* [Required work]:
Top to bottom, every record is to be copied word for word.

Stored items
Segment Open

//! Virtual file tree model.
//!
//! Items live in a flat list in insertion order. Two derived indexes sit next
//! to it: `slots` (id -> position) and `children` (parent -> child ids, in
//! insertion order). Both are kept in sync on insert/remove and rebuilt when a
//! tree is restored from a list of items.

use compact_str::{format_compact, CompactString};
use rustc_hash::{FxHashMap, FxHashSet};
use serde::{Deserialize, Serialize};
use std::{fmt, str::FromStr};
use uuid::Uuid;

/// Suffix every file name carries.
pub const FILE_EXTENSION: &str = ".txt";

#[derive(Copy, Clone, Debug, PartialEq, Eq, Hash, PartialOrd, Ord, Serialize, Deserialize)]
#[serde(transparent)]
pub struct ItemId(Uuid);

impl ItemId {
    /// Allocates a fresh random id.
    pub fn generate() -> Self {
        Self(Uuid::new_v4())
    }

    pub fn as_uuid(&self) -> &Uuid {
        &self.0
    }
}

impl fmt::Display for ItemId {
    fn fmt(&self, f: &mut fmt::Formatter<'_>) -> fmt::Result {
        fmt::Display::fmt(&self.0, f)
    }
}

impl FromStr for ItemId {
    type Err = uuid::Error;

    fn from_str(s: &str) -> Result<Self, Self::Err> {
        Uuid::parse_str(s).map(Self)
    }
}

#[derive(Clone, Debug, PartialEq, Eq, Serialize, Deserialize)]
#[serde(tag = "type", rename_all = "lowercase")]
pub enum ItemKind {
    File {
        content: String,
    },
    Folder {
        #[serde(rename = "isExpanded")]
        is_expanded: bool,
    },
}

#[derive(Clone, Debug, PartialEq, Eq, Serialize, Deserialize)]
#[serde(rename_all = "camelCase")]
pub struct FileSystemItem {
    pub id: ItemId,
    pub name: CompactString,
    #[serde(flatten)]
    pub kind: ItemKind,
    #[serde(default)]
    pub parent_id: Option<ItemId>,
}

impl FileSystemItem {
    pub fn new_file(name: &str, parent_id: Option<ItemId>) -> Self {
        Self {
            id: ItemId::generate(),
            name: normalize_file_name(name),
            kind: ItemKind::File {
                content: String::new(),
            },
            parent_id,
        }
    }

    pub fn new_folder(name: &str, parent_id: Option<ItemId>) -> Self {
        Self {
            id: ItemId::generate(),
            name: CompactString::from(name),
            kind: ItemKind::Folder { is_expanded: true },
            parent_id,
        }
    }

    pub fn is_file(&self) -> bool {
        matches!(self.kind, ItemKind::File { .. })
    }

    pub fn is_folder(&self) -> bool {
        matches!(self.kind, ItemKind::Folder { .. })
    }

    pub fn content(&self) -> Option<&str> {
        match &self.kind {
            ItemKind::File { content } => Some(content),
            ItemKind::Folder { .. } => None,
        }
    }

    pub fn is_expanded(&self) -> bool {
        match self.kind {
            ItemKind::Folder { is_expanded } => is_expanded,
            ItemKind::File { .. } => false,
        }
    }
}

/// Appends [`FILE_EXTENSION`] unless `name` already ends with it.
pub fn normalize_file_name(name: &str) -> CompactString {
    if name.ends_with(FILE_EXTENSION) {
        CompactString::from(name)
    } else {
        format_compact!("{name}{FILE_EXTENSION}")
    }
}

#[derive(Debug, Clone, Default)]
pub struct FileSystem {
    items: Vec<FileSystemItem>,
    slots: FxHashMap<ItemId, usize>,
    children: FxHashMap<Option<ItemId>, Vec<ItemId>>,
}

impl PartialEq for FileSystem {
    fn eq(&self, other: &Self) -> bool {
        self.items == other.items
    }
}

impl Eq for FileSystem {}

impl FileSystem {
    pub fn new() -> Self {
        Self::default()
    }

    /// Builds a tree from a flat list, keeping the first item for any
    /// repeated id.
    pub fn from_items(items: Vec<FileSystemItem>) -> Self {
        let mut tree = Self::new();
        for item in items {
            if tree.contains(item.id) {
                tracing::warn!(id = %item.id, "dropping item with duplicate id");
                continue;
            }
            tree.insert(item);
        }
        tree
    }

    pub fn len(&self) -> usize {
        self.items.len()
    }

    pub fn is_empty(&self) -> bool {
        self.items.is_empty()
    }

    pub fn contains(&self, id: ItemId) -> bool {
        self.slots.contains_key(&id)
    }

    pub fn get(&self, id: ItemId) -> Option<&FileSystemItem> {
        self.slots.get(&id).map(|&slot| &self.items[slot])
    }

    pub fn get_mut(&mut self, id: ItemId) -> Option<&mut FileSystemItem> {
        let slot = *self.slots.get(&id)?;
        self.items.get_mut(slot)
    }

    pub fn iter(&self) -> impl Iterator<Item = &FileSystemItem> {
        self.items.iter()
    }

    pub fn as_slice(&self) -> &[FileSystemItem] {
        &self.items
    }

    pub fn insert(&mut self, item: FileSystemItem) -> ItemId {
        let id = item.id;
        self.children.entry(item.parent_id).or_default().push(id);
        self.slots.insert(id, self.items.len());
        self.items.push(item);
        id
    }

    pub fn child_ids(&self, parent: Option<ItemId>) -> &[ItemId] {
        self.children
            .get(&parent)
            .map(Vec::as_slice)
            .unwrap_or_default()
    }

    pub fn children(&self, parent: Option<ItemId>) -> impl Iterator<Item = &FileSystemItem> {
        self.child_ids(parent)
            .iter()
            .filter_map(|&child| self.get(child))
    }

    /// Every item whose parent chain reaches `id`, excluding `id` itself.
    pub fn descendants(&self, id: ItemId) -> Vec<ItemId> {
        let mut result = Vec::new();
        let mut seen = FxHashSet::default();
        seen.insert(id);
        let mut stack = vec![id];

        while let Some(current) = stack.pop() {
            for &child in self.child_ids(Some(current)) {
                if seen.insert(child) {
                    result.push(child);
                    stack.push(child);
                }
            }
        }

        result
    }

    /// Removes every listed id in one pass. Unknown ids are ignored.
    pub fn remove_all(&mut self, ids: &FxHashSet<ItemId>) -> usize {
        let before = self.items.len();
        let mut parents = FxHashSet::default();
        for id in ids {
            if let Some(item) = self.get(*id) {
                parents.insert(item.parent_id);
            }
            self.children.remove(&Some(*id));
        }

        self.items.retain(|item| !ids.contains(&item.id));

        for parent in parents {
            if let Some(siblings) = self.children.get_mut(&parent) {
                siblings.retain(|child| !ids.contains(child));
                if siblings.is_empty() {
                    self.children.remove(&parent);
                }
            }
        }

        self.slots.clear();
        for (slot, item) in self.items.iter().enumerate() {
            self.slots.insert(item.id, slot);
        }

        before - self.items.len()
    }

    pub fn into_items(self) -> Vec<FileSystemItem> {
        self.items
    }
}

#[derive(Debug, Clone, PartialEq, Eq)]
pub struct FileTreeRow {
    pub id: ItemId,
    pub depth: u16,
    pub name: CompactString,
    pub is_folder: bool,
    pub is_expanded: bool,
}

impl FileSystem {
    /// Depth-first rows for the tree view. Children of collapsed folders are
    /// skipped; siblings keep insertion order.
    pub fn flatten_for_view(&self) -> Vec<FileTreeRow> {
        let mut result = Vec::with_capacity(self.items.len());
        let mut stack: Vec<(ItemId, u16)> = self
            .child_ids(None)
            .iter()
            .rev()
            .map(|&id| (id, 0))
            .collect();

        while let Some((id, depth)) = stack.pop() {
            let Some(item) = self.get(id) else {
                continue;
            };

            result.push(FileTreeRow {
                id,
                depth,
                name: item.name.clone(),
                is_folder: item.is_folder(),
                is_expanded: item.is_expanded(),
            });

            if item.is_expanded() {
                for &child in self.child_ids(Some(id)).iter().rev() {
                    stack.push((child, depth.saturating_add(1)));
                }
            }
        }

        result
    }
}

#[cfg(test)]
#[path = "../../tests/unit/models/file_tree.rs"]
mod tests;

Segment Closed

* [Result of the exercise]:
//! Virtual file tree model.
//!
//! Items live in a flat list in insertion order. Two derived indexes sit next
//! to it: `slots` (id -> position) and `children` (parent -> child ids, in
//! insertion order). Both are kept in sync on insert/remove and rebuilt when a
//! tree is restored from a list of items.

use compact_str::{format_compact, CompactString};
use rustc_hash::{FxHashMap, FxHashSet};
use serde::{Deserialize, Serialize};
use std::{fmt, str::FromStr};
use uuid::Uuid;

/// Suffix every file name carries.
pub const FILE_EXTENSION: &str = ".txt";

#[derive(Copy, Clone, Debug, PartialEq, Eq, Hash, PartialOrd, Ord, Serialize, Deserialize)]
#[serde(transparent)]
pub struct ItemId(Uuid);

impl ItemId {
    /// Allocates a fresh random id.
    pub fn generate() -> Self {
        Self(Uuid::new_v4())
    }

    pub fn as_uuid(&self) -> &Uuid {
        &self.0
    }
}

impl fmt::Display for ItemId {
    fn fmt(&self, f: &mut fmt::Formatter<'_>) -> fmt::Result {
        fmt::Display::fmt(&self.0, f)
    }
}

impl FromStr for ItemId {
    type Err = uuid::Error;

    fn from_str(s: &str) -> Result<Self, Self::Err> {
        Uuid::parse_str(s).map(Self)
    }
}

#[derive(Clone, Debug, PartialEq, Eq, Serialize, Deserialize)]
#[serde(tag = "type", rename_all = "lowercase")]
pub enum ItemKind {
    File {
        content: String,
    },
    Folder {
        #[serde(rename = "isExpanded")]
        is_expanded: bool,
    },
}

#[derive(Clone, Debug, PartialEq, Eq, Serialize, Deserialize)]
#[serde(rename_all = "camelCase")]
pub struct FileSystemItem {
    pub id: ItemId,
    pub name: CompactString,
    #[serde(flatten)]
    pub kind: ItemKind,
    #[serde(default)]
    pub parent_id: Option<ItemId>,
}

impl FileSystemItem {
    pub fn new_file(name: &str, parent_id: Option<ItemId>) -> Self {
        Self {
            id: ItemId::generate(),
            name: normalize_file_name(name),
            kind: ItemKind::File {
                content: String::new(),
            },
            parent_id,
        }
    }

    pub fn new_folder(name: &str, parent_id: Option<ItemId>) -> Self {
        Self {
            id: ItemId::generate(),
            name: CompactString::from(name),
            kind: ItemKind::Folder { is_expanded: true },
            parent_id,
        }
    }

    pub fn is_file(&self) -> bool {
        matches!(self.kind, ItemKind::File { .. })
    }

    pub fn is_folder(&self) -> bool {
        matches!(self.kind, ItemKind::Folder { .. })
    }

    pub fn content(&self) -> Option<&str> {
        match &self.kind {
            ItemKind::File { content } => Some(content),
            ItemKind::Folder { .. } => None,
        }
    }

    pub fn is_expanded(&self) -> bool {
        match self.kind {
            ItemKind::Folder { is_expanded } => is_expanded,
            ItemKind::File { .. } => false,
        }
    }
}

/// Appends [`FILE_EXTENSION`] unless `name` already ends with it.
pub fn normalize_file_name(name: &str) -> CompactString {
    if name.ends_with(FILE_EXTENSION) {
        CompactString::from(name)
    } else {
        format_compact!("{name}{FILE_EXTENSION}")
    }
}

#[derive(Debug, Clone, Default)]
pub struct FileSystem {
    items: Vec<FileSystemItem>,
    slots: FxHashMap<ItemId, usize>,
    children: FxHashMap<Option<ItemId>, Vec<ItemId>>,
}

impl PartialEq for FileSystem {
    fn eq(&self, other: &Self) -> bool {
        self.items == other.items
    }
}

impl Eq for FileSystem {}

impl FileSystem {
    pub fn new() -> Self {
        Self::default()
    }

    /// Builds a tree from a flat list, keeping the first item for any
    /// repeated id.
    pub fn from_items(items: Vec<FileSystemItem>) -> Self {
        let mut tree = Self::new();
        for item in items {
            if tree.contains(item.id) {
                tracing::warn!(id = %item.id, "dropping item with duplicate id");
                continue;
            }
            tree.insert(item);
        }
        tree
    }

    pub fn len(&self) -> usize {
        self.items.len()
    }

    pub fn is_empty(&self) -> bool {
        self.items.is_empty()
    }

    pub fn contains(&self, id: ItemId) -> bool {
        self.slots.contains_key(&id)
    }

    pub fn get(&self, id: ItemId) -> Option<&FileSystemItem> {
        self.slots.get(&id).map(|&slot| &self.items[slot])
    }

    pub fn get_mut(&mut self, id: ItemId) -> Option<&mut FileSystemItem> {
        let slot = *self.slots.get(&id)?;
        self.items.get_mut(slot)
    }

    pub fn iter(&self) -> impl Iterator<Item = &FileSystemItem> {
        self.items.iter()
    }

    pub fn as_slice(&self) -> &[FileSystemItem] {
        &self.items
    }

    pub fn insert(&mut self, item: FileSystemItem) -> ItemId {
        let id = item.id;
        self.children.entry(item.parent_id).or_default().push(id);
        self.slots.insert(id, self.items.len());
        self.items.push(item);
        id
    }

    pub fn child_ids(&self, parent: Option<ItemId>) -> &[ItemId] {
        self.children
            .get(&parent)
            .map(Vec::as_slice)
            .unwrap_or_default()
    }

    pub fn children(&self, parent: Option<ItemId>) -> impl Iterator<Item = &FileSystemItem> {
        self.child_ids(parent)
            .iter()
            .filter_map(|&child| self.get(child))
    }

    /// Every item whose parent chain reaches `id`, excluding `id` itself.
    pub fn descendants(&self, id: ItemId) -> Vec<ItemId> {
        let mut result = Vec::new();
        let mut seen = FxHashSet::default();
        seen.insert(id);
        let mut stack = vec![id];

        while let Some(current) = stack.pop() {
            for &child in self.child_ids(Some(current)) {
                if seen.insert(child) {
                    result.push(child);
                    stack.push(child);
                }
            }
        }

        result
    }

    /// Removes every listed id in one pass. Unknown ids are ignored.
    pub fn remove_all(&mut self, ids: &FxHashSet<ItemId>) -> usize {
        let before = self.items.len();
        let mut parents = FxHashSet::default();
        for id in ids {
            if let Some(item) = self.get(*id) {
                parents.insert(item.parent_id);
            }
            self.children.remove(&Some(*id));
        }

        self.items.retain(|item| !ids.contains(&item.id));

        for parent in parents {
            if let Some(siblings) = self.children.get_mut(&parent) {
                siblings.retain(|child| !ids.contains(child));
                if siblings.is_empty() {
                    self.children.remove(&parent);
                }
            }
        }

        self.slots.clear();
        for (slot, item) in self.items.iter().enumerate() {
            self.slots.insert(item.id, slot);
        }

        before - self.items.len()
    }

    pub fn into_items(self) -> Vec<FileSystemItem> {
        self.items
    }
}

#[derive(Debug, Clone, PartialEq, Eq)]
pub struct FileTreeRow {
    pub id: ItemId,
    pub depth: u16,
    pub name: CompactString,
    pub is_folder: bool,
    pub is_expanded: bool,
}

impl FileSystem {
    /// Depth-first rows for the tree view. Children of collapsed folders are
    /// skipped; siblings keep insertion order.
    pub fn flatten_for_view(&self) -> Vec<FileTreeRow> {
        let mut result = Vec::with_capacity(self.items.len());
        let mut stack: Vec<(ItemId, u16)> = self
            .child_ids(None)
            .iter()
            .rev()
            .map(|&id| (id, 0))
            .collect();

        while let Some((id, depth)) = stack.pop() {
            let Some(item) = self.get(id) else {
                continue;
            };

            result.push(FileTreeRow {
                id,
                depth,
                name: item.name.clone(),
                is_folder: item.is_folder(),
                is_expanded: item.is_expanded(),
            });

            if item.is_expanded() {
                for &child in self.child_ids(Some(id)).iter().rev() {
                    stack.push((child, depth.saturating_add(1)));
                }
            }
        }

        result
    }
}

#[cfg(test)]
#[path = "../../tests/unit/models/file_tree.rs"]
mod tests;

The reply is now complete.